WORK REQUIRED ::
Wherever a line holds the word "fixtures", copy that line from the data.

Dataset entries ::
--- START ---
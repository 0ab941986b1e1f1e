//! Axum route handlers for the event ingress.
//!
//! # Routes
//!
//! - `GET  /health`                     Returns `{"status": "ok", "version": ..., "service": "rolerave"}`
//! - `POST /events`                     Accepts an `ActivityEvent`, returns an `EventReport`
//! - `GET  /guilds/:guild_id/settings`  Current settings record of a loaded community

use std::sync::Arc;

use axum::{
    extract::{Path, State},
    http::StatusCode,
    response::IntoResponse,
    routing::{get, post},
    Json, Router,
};
use serde_json::{json, Value};
use tower_http::trace::TraceLayer;

use crate::bot::{EventReport, RaveBot};
use crate::types::{ActivityEvent, GuildId};

/// Shared application state for the HTTP server.
#[derive(Clone)]
pub struct AppState {
    pub bot: Arc<RaveBot>,
}

impl AppState {
    /// Wrap `bot` for sharing between requests.
    pub fn new(bot: RaveBot) -> Self {
        Self { bot: Arc::new(bot) }
    }
}

/// Build the axum router with all routes.
pub fn app_router(state: AppState) -> Router {
    Router::new()
        .route("/health", get(health_handler))
        .route("/events", post(event_handler))
        .route("/guilds/:guild_id/settings", get(settings_handler))
        .layer(TraceLayer::new_for_http())
        .with_state(state)
}

/// GET /health: liveness probe.
async fn health_handler() -> impl IntoResponse {
    Json(json!({
        "status": "ok",
        "version": crate::VERSION,
        "service": "rolerave",
    }))
}

/// POST /events: run one event through the engine and the dispatcher.
async fn event_handler(State(state): State<AppState>, Json(event): Json<ActivityEvent>) -> Json<EventReport> {
    Json(state.bot.handle(&event).await)
}

/// GET /guilds/:guild_id/settings: the community's settings as `[name, value]` pairs.
async fn settings_handler(
    State(state): State<AppState>,
    Path(guild_id): Path<u64>,
) -> Result<Json<Value>, (StatusCode, Json<Value>)> {
    let guild = state.bot.registry().get(GuildId(guild_id)).ok_or_else(|| {
        (
            StatusCode::NOT_FOUND,
            Json(json!({ "error": format!("Guild {guild_id} has not been seen yet") })),
        )
    })?;
    Ok(Json(json!({
        "guild": guild.id(),
        "key": guild.key(),
        "settings": guild.settings().to_record(),
    })))
}
//! Shared domain types for communities, members, roles and activity events.
//!
//! These are the shapes the transport collaborator hands to the engine and
//! the ingress server accepts as JSON.

use std::fmt;

use serde::{Deserialize, Serialize};

use crate::color::Color;

macro_rules! snowflake {
    ($(#[$meta:meta])* $name:ident) => {
        $(#[$meta])*
        #[derive(Debug, Clone, Copy, PartialEq, Eq, Hash, PartialOrd, Ord, Serialize, Deserialize)]
        #[serde(transparent)]
        pub struct $name(pub u64);

        impl fmt::Display for $name {
            fn fmt(&self, f: &mut fmt::Formatter<'_>) -> fmt::Result {
                write!(f, "{}", self.0)
            }
        }

        impl From<u64> for $name {
            fn from(raw: u64) -> Self {
                Self(raw)
            }
        }
    };
}

snowflake!(
    /// Stable identifier of a community (guild).
    GuildId
);
snowflake!(
    /// Stable identifier of a participant.
    UserId
);
snowflake!(
    /// Stable identifier of a role within a community.
    RoleId
);
snowflake!(
    /// Identifier of the channel an event was posted in.
    ChannelId
);

/// A role as reported by the transport.
#[derive(Debug, Clone, PartialEq, Eq, Serialize, Deserialize)]
pub struct Role {
    pub id: RoleId,
    pub name: String,
    #[serde(default)]
    pub color: Color,
    /// Position in the role ordering; 0 is the bottom.
    #[serde(default)]
    pub position: i64,
}

/// A participant together with the roles they currently hold.
#[derive(Debug, Clone, PartialEq, Eq, Serialize, Deserialize)]
pub struct Member {
    pub id: UserId,
    pub name: String,
    #[serde(default)]
    pub roles: Vec<Role>,
    /// Whether the transport reports administrative permission for this
    /// member in the community.
    #[serde(default)]
    pub is_admin: bool,
}

impl Member {
    /// Whether the member holds a role whose name is exactly `name`.
    pub fn has_role_named(&self, name: &str) -> bool {
        self.roles.iter().any(|role| role.name == name)
    }

    /// Whether the member holds the role with the given id.
    pub fn has_role(&self, id: RoleId) -> bool {
        self.roles.iter().any(|role| role.id == id)
    }

    /// The color the member is displayed with: the highest-positioned role
    /// that carries a color. `None` when no held role is colored.
    pub fn effective_color(&self) -> Option<Color> {
        self.roles
            .iter()
            .filter(|role| !role.color.is_unset())
            .max_by_key(|role| role.position)
            .map(|role| role.color)
    }
}

/// Identity of the community an event belongs to.
#[derive(Debug, Clone, PartialEq, Eq, Serialize, Deserialize)]
pub struct GuildRef {
    pub id: GuildId,
    #[serde(default)]
    pub name: String,
}

/// One inbound activity event (a posted message).
#[derive(Debug, Clone, PartialEq, Eq, Serialize, Deserialize)]
pub struct ActivityEvent {
    pub guild: GuildRef,
    pub channel: ChannelId,
    pub author: Member,
    #[serde(default)]
    pub content: String,
}

#[cfg(test)]
pub(crate) mod fixtures {
    use super::*;

    pub fn role(id: u64, name: &str, color: Color, position: i64) -> Role {
        Role {
            id: RoleId(id),
            name: name.to_string(),
            color,
            position,
        }
    }

    pub fn member(id: u64, name: &str, roles: Vec<Role>) -> Member {
        Member {
            id: UserId(id),
            name: name.to_string(),
            roles,
            is_admin: false,
        }
    }

    pub fn event(guild: u64, author: Member, content: &str) -> ActivityEvent {
        ActivityEvent {
            guild: GuildRef {
                id: GuildId(guild),
                name: "Test Guild".to_string(),
            },
            channel: ChannelId(1),
            author,
            content: content.to_string(),
        }
    }
}

#[cfg(test)]
mod tests {
    use super::fixtures::*;
    use super::*;

    #[test]
    fn test_effective_color_picks_highest_colored_role() {
        let member = member(
            7,
            "ana",
            vec![
                role(1, "low", Color::new(1, 2, 3), 1),
                role(2, "plain", Color::UNSET, 9),
                role(3, "high", Color::new(200, 10, 10), 5),
            ],
        );
        assert_eq!(member.effective_color(), Some(Color::new(200, 10, 10)));
    }

    #[test]
    fn test_effective_color_none_without_colored_roles() {
        let member = member(7, "ana", vec![role(2, "plain", Color::UNSET, 9)]);
        assert_eq!(member.effective_color(), None);
    }

    #[test]
    fn test_role_name_match_is_exact() {
        let member = member(7, "ana", vec![role(1, "Server Booster", Color::UNSET, 1)]);
        assert!(member.has_role_named("Server Booster"));
        assert!(!member.has_role_named("Booster"));
        assert!(!member.has_role_named("server booster"));
    }

    #[test]
    fn test_event_deserializes_with_defaults() {
        let event: ActivityEvent = serde_json::from_value(serde_json::json!({
            "guild": {"id": 10},
            "channel": 3,
            "author": {"id": 4, "name": "bo"},
        }))
        .unwrap();
        assert_eq!(event.guild.id, GuildId(10));
        assert!(event.author.roles.is_empty());
        assert!(event.content.is_empty());
    }
}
--- END ---
FINISHED TASK ::
pub(crate) mod fixtures {
    use super::fixtures::*;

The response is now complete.